> TASK
Look through the data below and count each line where the word "Medium" appears. Reply with the count alone.

Excerpts from a dataset:
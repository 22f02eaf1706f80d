use std::fmt;
use std::str::FromStr;

use serde::{Deserialize, Serialize};

use crate::requests::domain::{RequestId, RequestPriority, UnknownLabel};

#[derive(Debug, Clone, PartialEq, Eq, PartialOrd, Ord, Hash, Serialize, Deserialize)]
#[serde(transparent)]
pub struct ProviderId(pub String);

impl ProviderId {
    pub fn as_str(&self) -> &str {
        &self.0
    }
}

impl fmt::Display for ProviderId {
    fn fmt(&self, f: &mut fmt::Formatter<'_>) -> fmt::Result {
        f.write_str(&self.0)
    }
}

/// Clinician who can be assigned to support requests.
#[derive(Debug, Clone, PartialEq, Eq, Serialize, Deserialize)]
pub struct Provider {
    pub id: ProviderId,
    pub name: String,
    pub specialty: String,
    pub status: ProviderStatus,
    pub location: String,
}

#[derive(Debug, Clone, Copy, PartialEq, Eq, Hash, Serialize, Deserialize)]
#[serde(rename_all = "snake_case")]
pub enum ProviderStatus {
    Available,
    Busy,
    Offline,
}

impl ProviderStatus {
    pub const fn ordered() -> [Self; 3] {
        [Self::Available, Self::Busy, Self::Offline]
    }

    pub const fn label(self) -> &'static str {
        match self {
            Self::Available => "available",
            Self::Busy => "busy",
            Self::Offline => "offline",
        }
    }
}

impl FromStr for ProviderStatus {
    type Err = UnknownLabel;

    fn from_str(value: &str) -> Result<Self, Self::Err> {
        Self::ordered()
            .into_iter()
            .find(|status| status.label() == value.trim())
            .ok_or_else(|| UnknownLabel {
                field: "provider status",
                value: value.to_string(),
            })
    }
}

/// Operator selection from the manual assignment panel. Blank fields mean
/// nothing was picked.
#[derive(Debug, Clone, Default, PartialEq, Eq, Serialize, Deserialize)]
#[serde(default)]
pub struct ReassignmentSelection {
    pub request_id: String,
    pub provider_id: String,
}

impl ReassignmentSelection {
    pub fn new(request_id: impl Into<String>, provider_id: impl Into<String>) -> Self {
        Self {
            request_id: request_id.into(),
            provider_id: provider_id.into(),
        }
    }

    pub fn is_complete(&self) -> bool {
        !self.request_id.trim().is_empty() && !self.provider_id.trim().is_empty()
    }
}

/// Result of a manual reassignment.
#[derive(Debug, Clone, PartialEq, Eq, Serialize)]
pub struct Assignment {
    pub request_id: RequestId,
    pub provider_id: ProviderId,
    pub provider_name: String,
    pub previous_provider: String,
    pub priority: RequestPriority,
}
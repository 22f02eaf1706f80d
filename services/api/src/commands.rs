use crate::infra::{load_requests, parse_date};
use care_dispatch::analytics::{AnalyticsQuery, AnalyticsReport, ReportPeriod};
use care_dispatch::config::AppConfig;
use care_dispatch::error::AppError;
use care_dispatch::overview::{OverviewSnapshot, DEFAULT_RECENT_LIMIT};
use care_dispatch::requests::{
    write_csv, FilterCriteria, Request, RequestIndex, Selector, WILDCARD,
};
use care_dispatch::sample::sample_providers;
use chrono::{Local, NaiveDate};
use clap::Args;
use std::fs::File;
use std::io::BufWriter;
use std::path::PathBuf;

#[derive(Args, Debug, Default)]
pub(crate) struct RequestListArgs {
    /// Case-insensitive text matched against request id and facility
    #[arg(long, default_value = "")]
    pub(crate) search: String,
    /// Status to keep (pending, assigned, in-progress, completed) or "all"
    #[arg(long, default_value = WILDCARD)]
    pub(crate) status: String,
    /// Exact location to keep or "all"
    #[arg(long, default_value = WILDCARD)]
    pub(crate) location: String,
    /// Exact provider name to keep or "all"
    #[arg(long, default_value = WILDCARD)]
    pub(crate) provider: String,
    /// Earliest creation date to keep (YYYY-MM-DD)
    #[arg(long, value_parser = parse_date)]
    pub(crate) date_from: Option<NaiveDate>,
    /// Latest creation date to keep (YYYY-MM-DD)
    #[arg(long, value_parser = parse_date)]
    pub(crate) date_to: Option<NaiveDate>,
    /// Request export to load instead of the built-in sample set
    #[arg(long)]
    pub(crate) requests_csv: Option<PathBuf>,
    /// Write the matching requests to this CSV file
    #[arg(long)]
    pub(crate) export: Option<PathBuf>,
}

impl RequestListArgs {
    fn criteria(&self) -> FilterCriteria {
        FilterCriteria::default()
            .with_search(self.search.clone())
            .with_status(self.status.as_str())
            .with_location(self.location.as_str())
            .with_provider(self.provider.as_str())
            .with_date_range(self.date_from, self.date_to)
    }
}

#[derive(Args, Debug)]
pub(crate) struct OverviewArgs {
    /// Number of recent requests to list
    #[arg(long, default_value_t = DEFAULT_RECENT_LIMIT)]
    pub(crate) recent: usize,
    /// Request export to load instead of the built-in sample set
    #[arg(long)]
    pub(crate) requests_csv: Option<PathBuf>,
}

#[derive(Args, Debug)]
pub(crate) struct ReportArgs {
    /// Look-back window: 7days, 30days, 90days or 1year
    #[arg(long, default_value = "30days")]
    pub(crate) period: ReportPeriod,
    /// Exact location to report on or "all"
    #[arg(long, default_value = WILDCARD)]
    pub(crate) location: String,
    /// Last day of the window (defaults to today)
    #[arg(long, value_parser = parse_date)]
    pub(crate) today: Option<NaiveDate>,
    /// Request export to load instead of the built-in sample set
    #[arg(long)]
    pub(crate) requests_csv: Option<PathBuf>,
}

fn resolve_requests(flag: Option<PathBuf>) -> Result<Vec<Request>, AppError> {
    let path = match flag {
        Some(path) => Some(path),
        None => AppConfig::load()?.records.requests_csv,
    };
    load_requests(path.as_deref())
}

pub(crate) fn run_request_list(args: RequestListArgs) -> Result<(), AppError> {
    let criteria = args.criteria();
    let index = RequestIndex::new(resolve_requests(args.requests_csv.clone())?);
    let matched: Vec<Request> = index.query(&criteria).into_iter().cloned().collect();

    render_request_list(&matched, index.len());

    if let Some(path) = args.export {
        let file = File::create(&path)?;
        write_csv(BufWriter::new(file), &matched)?;
        println!("\nExported {} request(s) to {}", matched.len(), path.display());
    }

    Ok(())
}

pub(crate) fn run_overview(args: OverviewArgs) -> Result<(), AppError> {
    let requests = resolve_requests(args.requests_csv)?;
    let snapshot = OverviewSnapshot::build(&requests, &sample_providers(), args.recent);
    render_overview(&snapshot);
    Ok(())
}

pub(crate) fn run_report(args: ReportArgs) -> Result<(), AppError> {
    let requests = resolve_requests(args.requests_csv)?;
    let today = args.today.unwrap_or_else(|| Local::now().date_naive());
    let query = AnalyticsQuery::new(args.period, Selector::from(args.location));
    let report = AnalyticsReport::build(&requests, &sample_providers(), &query, today);
    render_report(&report);
    Ok(())
}

fn render_request_list(requests: &[Request], total: usize) {
    println!("Support requests ({} of {})", requests.len(), total);
    if requests.is_empty() {
        println!("  No requests match the current filters.");
        return;
    }

    for request in requests {
        println!(
            "- {} | {} ({}) | {} | {} | {} priority | created {}",
            request.id,
            request.facility,
            request.location,
            request.provider,
            request.status.label(),
            request.priority.label(),
            request.created.format("%Y-%m-%d %H:%M"),
        );
    }
}

fn render_overview(snapshot: &OverviewSnapshot) {
    println!("Dispatch overview");
    println!(
        "- {} total requests | {} pending | {} providers available",
        snapshot.total_requests, snapshot.pending_requests, snapshot.active_providers
    );
    match snapshot.avg_response_hours {
        Some(hours) => println!("- Average response time: {:.1}h", hours),
        None => println!("- Average response time: n/a"),
    }

    println!("Recent requests:");
    for request in &snapshot.recent_requests {
        println!(
            "  - {} {} | {} | {}",
            request.id,
            request.facility,
            request.request_type,
            request.status.label()
        );
    }
}

fn render_report(report: &AnalyticsReport) {
    println!(
        "Reports & analytics: {} ({} to {}), location {}",
        report.period_label, report.window_start, report.window_end, report.location
    );

    let metrics = &report.key_metrics;
    println!(
        "- {} requests | {:.0}% completed | {:.0}% provider utilization",
        metrics.total_requests,
        metrics.completion_rate * 100.0,
        metrics.provider_utilization * 100.0
    );
    if let Some(hours) = metrics.avg_response_hours {
        println!("- Average response time: {:.1}h", hours);
    }

    let change = &report.period_change;
    let volume = change
        .total_requests_change_pct
        .map(|pct| format!("{pct:+.1}% requests"))
        .unwrap_or_else(|| "no earlier requests".to_string());
    println!(
        "- vs {} to {}: {} | {:+.1} pts completion",
        change.previous_window_start,
        change.previous_window_end,
        volume,
        change.completion_rate_change_pts
    );

    if !report.monthly_volume.is_empty() {
        println!("Monthly volume:");
        for entry in &report.monthly_volume {
            println!(
                "  - {}: {} requests, {} completed",
                entry.month, entry.requests, entry.completed
            );
        }
    }

    if !report.response_time_trend.is_empty() {
        println!("Weekly response time:");
        for entry in &report.response_time_trend {
            match entry.avg_response_hours {
                Some(hours) => println!(
                    "  - {}: {:.1}h over {} requests",
                    entry.week, hours, entry.requests
                ),
                None => println!("  - {}: no requests", entry.week),
            }
        }
    }

    if !report.facility_usage.is_empty() {
        println!("Facility usage:");
        for entry in &report.facility_usage {
            println!(
                "  - {}: {} ({:.1}%)",
                entry.facility, entry.requests, entry.share_pct
            );
        }
    }

    println!("Provider performance:");
    for entry in &report.provider_performance {
        let response = entry
            .avg_response_hours
            .map(|hours| format!("{hours:.1}h avg"))
            .unwrap_or_else(|| "no responses".to_string());
        println!(
            "  - {} ({}): {} completed, {} open, {}",
            entry.provider,
            entry.specialty,
            entry.completed_requests,
            entry.open_requests,
            response
        );
    }
}

#[cfg(test)]
mod tests {
    use super::*;
    use care_dispatch::requests::CsvRequestSource;
    use std::time::{SystemTime, UNIX_EPOCH};

    fn temp_csv(name: &str) -> PathBuf {
        let nanos = SystemTime::now()
            .duration_since(UNIX_EPOCH)
            .map(|elapsed| elapsed.as_nanos())
            .unwrap_or_default();
        std::env::temp_dir().join(format!("care-dispatch-{name}-{nanos}.csv"))
    }

    #[test]
    fn list_args_default_to_wildcards() {
        let args = RequestListArgs {
            status: WILDCARD.to_string(),
            location: WILDCARD.to_string(),
            provider: WILDCARD.to_string(),
            ..RequestListArgs::default()
        };
        assert!(args.criteria().is_unconstrained());
    }

    #[test]
    fn request_list_exports_matches() {
        let source = temp_csv("source");
        let export = temp_csv("export");
        let mut seed = Vec::new();
        write_csv(&mut seed, &care_dispatch::sample::sample_requests()).expect("seed csv");
        std::fs::write(&source, seed).expect("write seed");

        let args = RequestListArgs {
            status: "pending".to_string(),
            location: WILDCARD.to_string(),
            provider: WILDCARD.to_string(),
            requests_csv: Some(source.clone()),
            export: Some(export.clone()),
            ..RequestListArgs::default()
        };
        run_request_list(args).expect("command succeeds");

        let exported = CsvRequestSource::from_path(&export).expect("export parses");
        let ids: Vec<_> = exported.iter().map(|request| request.id.as_str()).collect();
        assert_eq!(ids, ["REQ-001", "REQ-004", "REQ-007"]);

        let _ = std::fs::remove_file(source);
        let _ = std::fs::remove_file(export);
    }
}
use std::fmt;
use std::str::FromStr;

use chrono::{NaiveDate, NaiveDateTime};
use serde::{Deserialize, Serialize};

/// Display name stored on requests that have no provider yet.
pub const UNASSIGNED_PROVIDER: &str = "Unassigned";

/// Wire format used for request timestamps (`2024-01-15 09:30`).
pub const TIMESTAMP_FORMAT: &str = "%Y-%m-%d %H:%M";

/// Identifier wrapper for support requests.
#[derive(Debug, Clone, PartialEq, Eq, PartialOrd, Ord, Hash, Serialize, Deserialize)]
#[serde(transparent)]
pub struct RequestId(pub String);

impl RequestId {
    pub fn as_str(&self) -> &str {
        &self.0
    }
}

impl fmt::Display for RequestId {
    fn fmt(&self, f: &mut fmt::Formatter<'_>) -> fmt::Result {
        f.write_str(&self.0)
    }
}

/// A support request raised by a facility.
#[derive(Debug, Clone, PartialEq, Eq, Serialize, Deserialize)]
pub struct Request {
    pub id: RequestId,
    pub facility: String,
    pub location: String,
    pub provider: String,
    #[serde(rename = "type")]
    pub request_type: String,
    pub status: RequestStatus,
    pub priority: RequestPriority,
    #[serde(with = "timestamp")]
    pub created: NaiveDateTime,
    #[serde(with = "timestamp")]
    pub estimated: NaiveDateTime,
}

impl Request {
    pub fn is_unassigned(&self) -> bool {
        self.provider == UNASSIGNED_PROVIDER
    }

    pub fn created_on(&self) -> NaiveDate {
        self.created.date()
    }

    /// Hours between creation and the estimated response, clamped at zero.
    pub fn response_hours(&self) -> f32 {
        let minutes = (self.estimated - self.created).num_minutes().max(0);
        minutes as f32 / 60.0
    }
}

/// Lifecycle label used for display classification.
#[derive(Debug, Clone, Copy, PartialEq, Eq, Hash, PartialOrd, Ord, Serialize, Deserialize)]
#[serde(rename_all = "kebab-case")]
pub enum RequestStatus {
    Pending,
    Assigned,
    InProgress,
    Completed,
}

impl RequestStatus {
    pub const fn ordered() -> [Self; 4] {
        [
            Self::Pending,
            Self::Assigned,
            Self::InProgress,
            Self::Completed,
        ]
    }

    pub const fn label(self) -> &'static str {
        match self {
            Self::Pending => "pending",
            Self::Assigned => "assigned",
            Self::InProgress => "in-progress",
            Self::Completed => "completed",
        }
    }

    pub const fn is_open(self) -> bool {
        !matches!(self, Self::Completed)
    }
}

impl FromStr for RequestStatus {
    type Err = UnknownLabel;

    fn from_str(value: &str) -> Result<Self, Self::Err> {
        Self::ordered()
            .into_iter()
            .find(|status| status.label() == value.trim())
            .ok_or_else(|| UnknownLabel::new("status", value))
    }
}

impl fmt::Display for RequestStatus {
    fn fmt(&self, f: &mut fmt::Formatter<'_>) -> fmt::Result {
        f.write_str(self.label())
    }
}

#[derive(Debug, Clone, Copy, PartialEq, Eq, Hash, PartialOrd, Ord, Serialize, Deserialize)]
#[serde(rename_all = "snake_case")]
pub enum RequestPriority {
    High,
    Medium,
    Low,
}

impl RequestPriority {
    pub const fn ordered() -> [Self; 3] {
        [Self::High, Self::Medium, Self::Low]
    }

    pub const fn label(self) -> &'static str {
        match self {
            Self::High => "high",
            Self::Medium => "medium",
            Self::Low => "low",
        }
    }
}

impl FromStr for RequestPriority {
    type Err = UnknownLabel;

    fn from_str(value: &str) -> Result<Self, Self::Err> {
        Self::ordered()
            .into_iter()
            .find(|priority| priority.label() == value.trim())
            .ok_or_else(|| UnknownLabel::new("priority", value))
    }
}

impl fmt::Display for RequestPriority {
    fn fmt(&self, f: &mut fmt::Formatter<'_>) -> fmt::Result {
        f.write_str(self.label())
    }
}

/// Raised when a categorical label does not match any known variant.
#[derive(Debug, Clone, PartialEq, Eq, thiserror::Error)]
#[error("unknown {field} label '{value}'")]
pub struct UnknownLabel {
    pub field: &'static str,
    pub value: String,
}

impl UnknownLabel {
    fn new(field: &'static str, value: &str) -> Self {
        Self {
            field,
            value: value.to_string(),
        }
    }
}

pub fn parse_timestamp(raw: &str) -> Result<NaiveDateTime, chrono::ParseError> {
    NaiveDateTime::parse_from_str(raw.trim(), TIMESTAMP_FORMAT)
}

pub(crate) mod timestamp {
    use chrono::NaiveDateTime;
    use serde::{Deserialize, Deserializer, Serializer};

    use super::{parse_timestamp, TIMESTAMP_FORMAT};

    pub fn serialize<S>(value: &NaiveDateTime, serializer: S) -> Result<S::Ok, S::Error>
    where
        S: Serializer,
    {
        serializer.collect_str(&value.format(TIMESTAMP_FORMAT))
    }

    pub fn deserialize<'de, D>(deserializer: D) -> Result<NaiveDateTime, D::Error>
    where
        D: Deserializer<'de>,
    {
        let raw = String::deserialize(deserializer)?;
        parse_timestamp(&raw).map_err(|err| {
            serde::de::Error::custom(format!("failed to parse '{raw}' as YYYY-MM-DD HH:MM ({err})"))
        })
    }
}

#[cfg(test)]
mod tests {
    use super::*;

    #[test]
    fn status_labels_round_trip_through_from_str() {
        for status in RequestStatus::ordered() {
            assert_eq!(status.label().parse::<RequestStatus>(), Ok(status));
        }
        assert!("Pending".parse::<RequestStatus>().is_err());
    }

    #[test]
    fn request_serializes_with_wire_names() {
        let request = Request {
            id: RequestId("REQ-003".to_string()),
            facility: "Wellness Clinic".to_string(),
            location: "Westside".to_string(),
            provider: "Dr. Emily Davis".to_string(),
            request_type: "Consultation".to_string(),
            status: RequestStatus::InProgress,
            priority: RequestPriority::Low,
            created: parse_timestamp("2024-01-15 07:20").expect("valid"),
            estimated: parse_timestamp("2024-01-15 10:30").expect("valid"),
        };

        let value = serde_json::to_value(&request).expect("serializes");
        assert_eq!(value["id"], "REQ-003");
        assert_eq!(value["type"], "Consultation");
        assert_eq!(value["status"], "in-progress");
        assert_eq!(value["priority"], "low");
        assert_eq!(value["created"], "2024-01-15 07:20");

        let decoded: Request = serde_json::from_value(value).expect("deserializes");
        assert_eq!(decoded, request);
    }

    #[test]
    fn response_hours_never_negative() {
        let mut request = crate::sample::sample_requests().remove(0);
        assert!((request.response_hours() - 1.5).abs() < f32::EPSILON);

        request.estimated = request.created - chrono::Duration::hours(2);
        assert_eq!(request.response_hours(), 0.0);
    }
}
use crate::infra::{
    parse_optional_date, AppState, InMemoryProviderRepository, InMemoryRequestRepository, Records,
};
use axum::extract::Query;
use axum::http::{header, StatusCode};
use axum::response::{IntoResponse, Response};
use axum::routing::get;
use axum::Extension;
use axum::Json;
use care_dispatch::analytics::{AnalyticsQuery, AnalyticsReport, ReportPeriod};
use care_dispatch::dispatch::{dispatch_router, DispatchDesk, ProviderRepository};
use care_dispatch::error::AppError;
use care_dispatch::notify::Notifier;
use care_dispatch::overview::{OverviewSnapshot, DEFAULT_RECENT_LIMIT};
use care_dispatch::requests::{
    filter_requests, to_csv_string, FilterCriteria, Request, RequestRepository, Selector,
};
use chrono::Local;
use serde::{Deserialize, Serialize};
use serde_json::json;
use std::sync::Arc;

pub(crate) type InMemoryDesk<N> =
    DispatchDesk<InMemoryRequestRepository, InMemoryProviderRepository, N>;

/// Query string accepted by the request list and its CSV export.
#[derive(Debug, Default, Deserialize)]
pub(crate) struct RequestListQuery {
    pub(crate) search: Option<String>,
    pub(crate) status: Option<String>,
    pub(crate) location: Option<String>,
    pub(crate) provider: Option<String>,
    pub(crate) date_from: Option<String>,
    pub(crate) date_to: Option<String>,
}

impl RequestListQuery {
    pub(crate) fn into_criteria(self) -> Result<FilterCriteria, AppError> {
        let date_from = parse_optional_date("date_from", self.date_from.as_deref())?;
        let date_to = parse_optional_date("date_to", self.date_to.as_deref())?;

        Ok(FilterCriteria::default()
            .with_search(self.search.unwrap_or_default())
            .with_status(selector(self.status))
            .with_location(selector(self.location))
            .with_provider(selector(self.provider))
            .with_date_range(date_from, date_to))
    }
}

fn selector(raw: Option<String>) -> Selector {
    match raw {
        Some(value) if !value.is_empty() => Selector::from(value),
        _ => Selector::All,
    }
}

#[derive(Debug, Serialize)]
pub(crate) struct RequestListResponse {
    pub(crate) total: usize,
    pub(crate) requests: Vec<Request>,
}

#[derive(Debug, Default, Deserialize)]
pub(crate) struct OverviewQuery {
    pub(crate) recent: Option<usize>,
}

#[derive(Debug, Default, Deserialize)]
pub(crate) struct ReportQuery {
    pub(crate) period: Option<String>,
    pub(crate) location: Option<String>,
    pub(crate) today: Option<String>,
}

pub(crate) fn with_dispatch_routes<N>(desk: Arc<InMemoryDesk<N>>) -> axum::Router
where
    N: Notifier + 'static,
{
    dispatch_router(desk)
        .route("/health", get(healthcheck))
        .route("/ready", get(readiness_endpoint))
        .route("/metrics", get(metrics_endpoint))
        .route("/api/v1/requests", get(list_requests_endpoint))
        .route("/api/v1/requests/export", get(export_requests_endpoint))
        .route("/api/v1/overview", get(overview_endpoint))
        .route("/api/v1/reports", get(report_endpoint))
}

pub(crate) async fn healthcheck() -> Json<serde_json::Value> {
    Json(json!({ "status": "ok" }))
}

pub(crate) async fn readiness_endpoint(Extension(state): Extension<AppState>) -> impl IntoResponse {
    let ready = state.readiness.load(std::sync::atomic::Ordering::Relaxed);
    let status = if ready {
        StatusCode::OK
    } else {
        StatusCode::SERVICE_UNAVAILABLE
    };

    let payload = if ready {
        json!({ "status": "ready" })
    } else {
        json!({ "status": "initializing" })
    };

    (status, Json(payload))
}

pub(crate) async fn metrics_endpoint(Extension(state): Extension<AppState>) -> impl IntoResponse {
    (
        StatusCode::OK,
        [(header::CONTENT_TYPE, "text/plain; version=0.0.4")],
        state.metrics.render(),
    )
}

fn filtered_requests(
    records: &Records,
    query: RequestListQuery,
) -> Result<Vec<Request>, AppError> {
    let criteria = query.into_criteria()?;
    let requests = records.requests.list()?;
    Ok(filter_requests(&requests, &criteria))
}

pub(crate) async fn list_requests_endpoint(
    Extension(records): Extension<Records>,
    Query(query): Query<RequestListQuery>,
) -> Result<Json<RequestListResponse>, AppError> {
    let requests = filtered_requests(&records, query)?;
    Ok(Json(RequestListResponse {
        total: requests.len(),
        requests,
    }))
}

pub(crate) async fn export_requests_endpoint(
    Extension(records): Extension<Records>,
    Query(query): Query<RequestListQuery>,
) -> Result<Response, AppError> {
    let requests = filtered_requests(&records, query)?;
    let body = to_csv_string(&requests)?;

    Ok((
        StatusCode::OK,
        [
            (header::CONTENT_TYPE, "text/csv; charset=utf-8"),
            (
                header::CONTENT_DISPOSITION,
                "attachment; filename=\"requests.csv\"",
            ),
        ],
        body,
    )
        .into_response())
}

pub(crate) async fn overview_endpoint(
    Extension(records): Extension<Records>,
    Query(query): Query<OverviewQuery>,
) -> Result<Json<OverviewSnapshot>, AppError> {
    let requests = records.requests.list()?;
    let providers = records.providers.list()?;
    let recent = query.recent.unwrap_or(DEFAULT_RECENT_LIMIT);
    Ok(Json(OverviewSnapshot::build(&requests, &providers, recent)))
}

pub(crate) async fn report_endpoint(
    Extension(records): Extension<Records>,
    Query(query): Query<ReportQuery>,
) -> Result<Json<AnalyticsReport>, AppError> {
    let period = match query.period.as_deref().map(str::trim) {
        Some(raw) if !raw.is_empty() => raw
            .parse::<ReportPeriod>()
            .map_err(|err| AppError::InvalidQuery(err.to_string()))?,
        _ => ReportPeriod::default(),
    };
    let today = parse_optional_date("today", query.today.as_deref())?
        .unwrap_or_else(|| Local::now().date_naive());

    let requests = records.requests.list()?;
    let providers = records.providers.list()?;
    let analytics = AnalyticsQuery::new(period, selector(query.location));
    Ok(Json(AnalyticsReport::build(
        &requests,
        &providers,
        &analytics,
        today,
    )))
}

> YOUR SOLUTION
3